Let's say your company's operations are organized around specific geographical sales regions: East, Central, and West. Today, by default, Analytics will only report on default geographical regions. By using the geographical type in Data Import, you can create a mapping between the specific regions you use for your business and the default regions in Analytics. You can then see your data organized around these custom sales regions.

Step One: Decide what data to import

You want to show data grouped into 3 sales regions: East, Central, and West. These regions are defined at the state/province level. An example of this for the United States might look like this:

Example sales regions
State/Province Sales Region
California West
Nevada West
New York East
Connecticut East
Illinois Central
... ...

 

Step Two: Map your data to a geographical ID dimension

Analytics has 5 geographical ID dimensions, each at a different geographical hierarchy level. In this step, you'll need to identify at which level your business data resides, then you'll need to map your business data to a corresponding geographical ID at that level of the hierarchy.

In our example, we want to map the state of California to the West sales region.

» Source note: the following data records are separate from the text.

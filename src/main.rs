//! Topic News Ranker — Binary Entrypoint
//! Boots the Axum HTTP server, wiring routes, shared state, the metrics
//! recorder, and the background ingest scheduler.

use std::sync::Arc;

use shuttle_axum::ShuttleAxum;
use tracing_subscriber::{fmt, prelude::*, EnvFilter};

use topic_news_ranker::api::{create_router, AppState};
use topic_news_ranker::ingest::config::load_config_default;
use topic_news_ranker::ingest::scheduler::spawn_ingest_scheduler;
use topic_news_ranker::metrics::Metrics;
use topic_news_ranker::store::{MemoryStore, SubjectStore, STORE_TTL};

/// Enable compact tracing logs in development only.
/// Activation requires BOTH:
///   - dev environment (debug build OR SHUTTLE_ENV in {local, development, dev})
///   - RANKER_DEV_LOG=1
fn enable_dev_tracing() {
    let dev_flag = std::env::var("RANKER_DEV_LOG")
        .ok()
        .is_some_and(|v| v == "1");

    let is_dev_env = cfg!(debug_assertions)
        || matches!(
            std::env::var("SHUTTLE_ENV")
                .unwrap_or_default()
                .to_ascii_lowercase()
                .as_str(),
            "local" | "development" | "dev"
        );

    if !(dev_flag && is_dev_env) {
        return;
    }

    let filter =
        EnvFilter::try_from_default_env().unwrap_or_else(|_| EnvFilter::new("ingest=info,warn"));

    tracing_subscriber::registry()
        .with(filter)
        .with(fmt::layer().compact())
        .init();
}

#[shuttle_runtime::main]
async fn axum() -> ShuttleAxum {
    // Load .env in local/dev; no-op in prod environments. This enables
    // NEWS_CONFIG_PATH / PUSH_API_TOKEN from .env.
    let _ = dotenvy::dotenv();

    enable_dev_tracing();

    let config = Arc::new(load_config_default().expect("Failed to load ingest config"));
    let store: Arc<dyn SubjectStore> = Arc::new(MemoryStore::new());
    let push_token = std::env::var("PUSH_API_TOKEN").ok();

    let metrics = Metrics::init(STORE_TTL.as_secs());

    // Background pull cycle; the push API shares the same store.
    let _ingest = spawn_ingest_scheduler(config, Arc::clone(&store));

    let state = AppState::new(store, push_token);
    let router = create_router(state).merge(metrics.router());

    Ok(router.into())
}
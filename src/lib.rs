// src/lib.rs
// Public library surface for integration tests (and potential reuse).

pub mod api;
pub mod ingest;
pub mod metrics;
pub mod rank;
pub mod sanitize;
pub mod store;

// ---- Re-exports for stable public API ----
pub use crate::api::{create_router, AppState};
pub use crate::ingest::types::{Article, RawArticle};
pub use crate::rank::{merge, MAX_RANKED_ITEMS};
pub use crate::sanitize::sanitize;
pub use crate::store::{subject_key, MemoryStore, SubjectStore, STORE_TTL};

Here's how to do that:

  • State is at the region level of the geographical hierarchy.
  • Region corresponds to the geographical ID dimension ga:regionId.
  • In the Geographical Criteria ID table, California has the Criteria ID 21137.
  • So in our table of sales regions, we would map the West region to the ga:regionId 21137.
  • Continuing this process, the state of Nevada is also in our Western sales region, so we add Nevada's Criteria ID of 21166 our mapping.

After mapping all of the regions you will end up with the following table:

Example sales region mappings
ga:regionId Sales Region State
21137 West California
21166 West Nevada
21167 East New York
21139 East Connecticut
21147 Central Illinois
... ... ...

 

Step Three: Create the custom dimension

Since Sales Region doesn't exist as a dimension in Analytics, you'll need to create it as a custom dimension. Name the custom dimension "Sales Region" and set the Scope to Session.

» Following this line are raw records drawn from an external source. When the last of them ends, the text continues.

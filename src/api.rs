use std::collections::{BTreeMap, HashMap};
use std::sync::Arc;

use shuttle_axum::axum::{
    extract::{Path, Query, State},
    http::{HeaderMap, StatusCode},
    routing::{get, post},
    Json, Router,
};
use tower_http::cors::CorsLayer;

use crate::ingest::normalize::normalize_batch_now;
use crate::ingest::types::{Article, RawArticle};
use crate::rank;
use crate::store::{SubjectStore, STORE_TTL};

#[derive(Clone)]
pub struct AppState {
    pub store: Arc<dyn SubjectStore>,
    /// Bearer secret for the push API. `None` means pushes are rejected.
    pub push_token: Option<String>,
}

impl AppState {
    pub fn new(store: Arc<dyn SubjectStore>, push_token: Option<String>) -> Self {
        Self { store, push_token }
    }
}

pub fn create_router(state: AppState) -> Router {
    Router::new()
        .route("/health", get(|| async { "OK" }))
        .route("/news", get(read_subjects))
        .route("/news/{subject}", post(push_items))
        .layer(CorsLayer::very_permissive())
        .with_state(state)
}

type ApiError = (StatusCode, Json<serde_json::Value>);

fn api_error(status: StatusCode, message: &str) -> ApiError {
    (status, Json(serde_json::json!({ "error": message })))
}

/// GET /news?subjects=a,b — each requested subject mapped to its ranked set
/// (empty array when nothing is stored).
async fn read_subjects(
    State(state): State<AppState>,
    Query(q): Query<HashMap<String, String>>,
) -> Result<Json<BTreeMap<String, Vec<Article>>>, ApiError> {
    let subjects: Vec<String> = q
        .get("subjects")
        .map(|raw| {
            raw.split(',')
                .map(str::trim)
                .filter(|s| !s.is_empty())
                .map(str::to_string)
                .collect()
        })
        .unwrap_or_default();
    if subjects.is_empty() {
        return Err(api_error(
            StatusCode::BAD_REQUEST,
            "missing 'subjects' query parameter",
        ));
    }

    let mut out = BTreeMap::new();
    for subject in subjects {
        let items = state
            .store
            .load(&subject)
            .await
            .map_err(|_| api_error(StatusCode::INTERNAL_SERVER_ERROR, "store read failed"))?;
        out.insert(subject, items);
    }
    Ok(Json(out))
}

#[derive(serde::Serialize)]
struct PushResp {
    subject: String,
    count: usize,
}

/// POST /news/{subject} — authenticated push of raw item bags; responds with
/// the size of the resulting ranked set.
async fn push_items(
    State(state): State<AppState>,
    Path(subject): Path<String>,
    headers: HeaderMap,
    Json(raw): Json<Vec<RawArticle>>,
) -> Result<Json<PushResp>, ApiError> {
    check_bearer(&headers, state.push_token.as_deref())?;

    let batch = normalize_batch_now(raw);
    let existing = state
        .store
        .load(&subject)
        .await
        .map_err(|_| api_error(StatusCode::INTERNAL_SERVER_ERROR, "store read failed"))?;
    let ranked = rank::merge(batch, existing);
    state
        .store
        .save(&subject, &ranked, STORE_TTL)
        .await
        .map_err(|_| api_error(StatusCode::INTERNAL_SERVER_ERROR, "store write failed"))?;

    Ok(Json(PushResp {
        count: ranked.len(),
        subject,
    }))
}

fn check_bearer(headers: &HeaderMap, expected: Option<&str>) -> Result<(), ApiError> {
    let Some(expected) = expected else {
        return Err(api_error(StatusCode::UNAUTHORIZED, "push disabled: no token configured"));
    };
    let supplied = headers
        .get("authorization")
        .and_then(|v| v.to_str().ok())
        .and_then(|v| v.strip_prefix("Bearer "))
        .unwrap_or_default();
    if supplied != expected {
        return Err(api_error(StatusCode::UNAUTHORIZED, "invalid bearer token"));
    }
    Ok(())
}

Note: All custom dimensions that map to geographical dimensions must be configured as session-scoped dimensions.

How to create a custom dimension

You need the Editor role at the property level to create or edit custom dimensions or metrics.

  1. Sign in to Google Analytics.
  2. Navigate to your property.
  3. In the PROPERTY column, click Custom Definitions, then Custom Dimensions.
  4. Click New Custom Dimension.
  5. Add a Name. This can be any string, but use something unique so it's not confused with any other dimension or metric in your reports.
  6. Set the Scope to Session. Read more about scope and how custom dimensions are processed in the Analytics Developer Guide.

  7. Select Active to start collecting data and see the dimension in your reports right away. To create the dimension but have it remain inactive, clear the check box.
  8. Click Create.

Learn more about custom dimensions.

 

Step Four: Create a Data Set

The Data Set is the container that will hold your imported data. Create a new Geographical Data Set following the example below to hold your mapping of Criteria IDs to sales regions.

How to create a Data Set:

You need the Editor role at the property level to create or edit Data Sets.

  1. Sign in to Google Analytics.
  2. Navigate to your property.
  3. In the PROPERTY column, click Data Import.
  4. Click New Data Set.
  5. Select Geographical Data as the Type.
  6. Enter "Sales Regions" for the Name.
  7. Select one or more views in which you want to see this data.
  8. Define the schema using the example below as a model.
  9. Click Done.

 

Schema Example

Geographical Data Sets allow you to pick 1 of the 4 available Geographical ID dimensions to use as your key. You must also specify at least one data dimension to import. For this example, select the following:

  • Key: ga:regionId
  • Imported Data: Sales Region (the custom dimension you created in the previous step)
  • Overwrite hit data: Yes

Get the header for the upload file

Before proceeding to the next step, get the Data Set schema to use as your upload file header:

Click Get schema.

You'll see something similar to the following:

CSV header
ga:regionId,ga:dimension23

Your custom dimension will most likely have a different internal name from the one shown here.

This is the header you must use as the first line of your uploaded CSV files. You can copy/paste this into your CSV file directly, or you can click Download schema template to open this in a spreadsheet.

 

Step Five: Create the upload file

You upload data to Analytics by importing a CSV (comma separated values) file. This will be based on the table defined in Step Two, but must be formatted in a specific way, as described in Formatting upload files.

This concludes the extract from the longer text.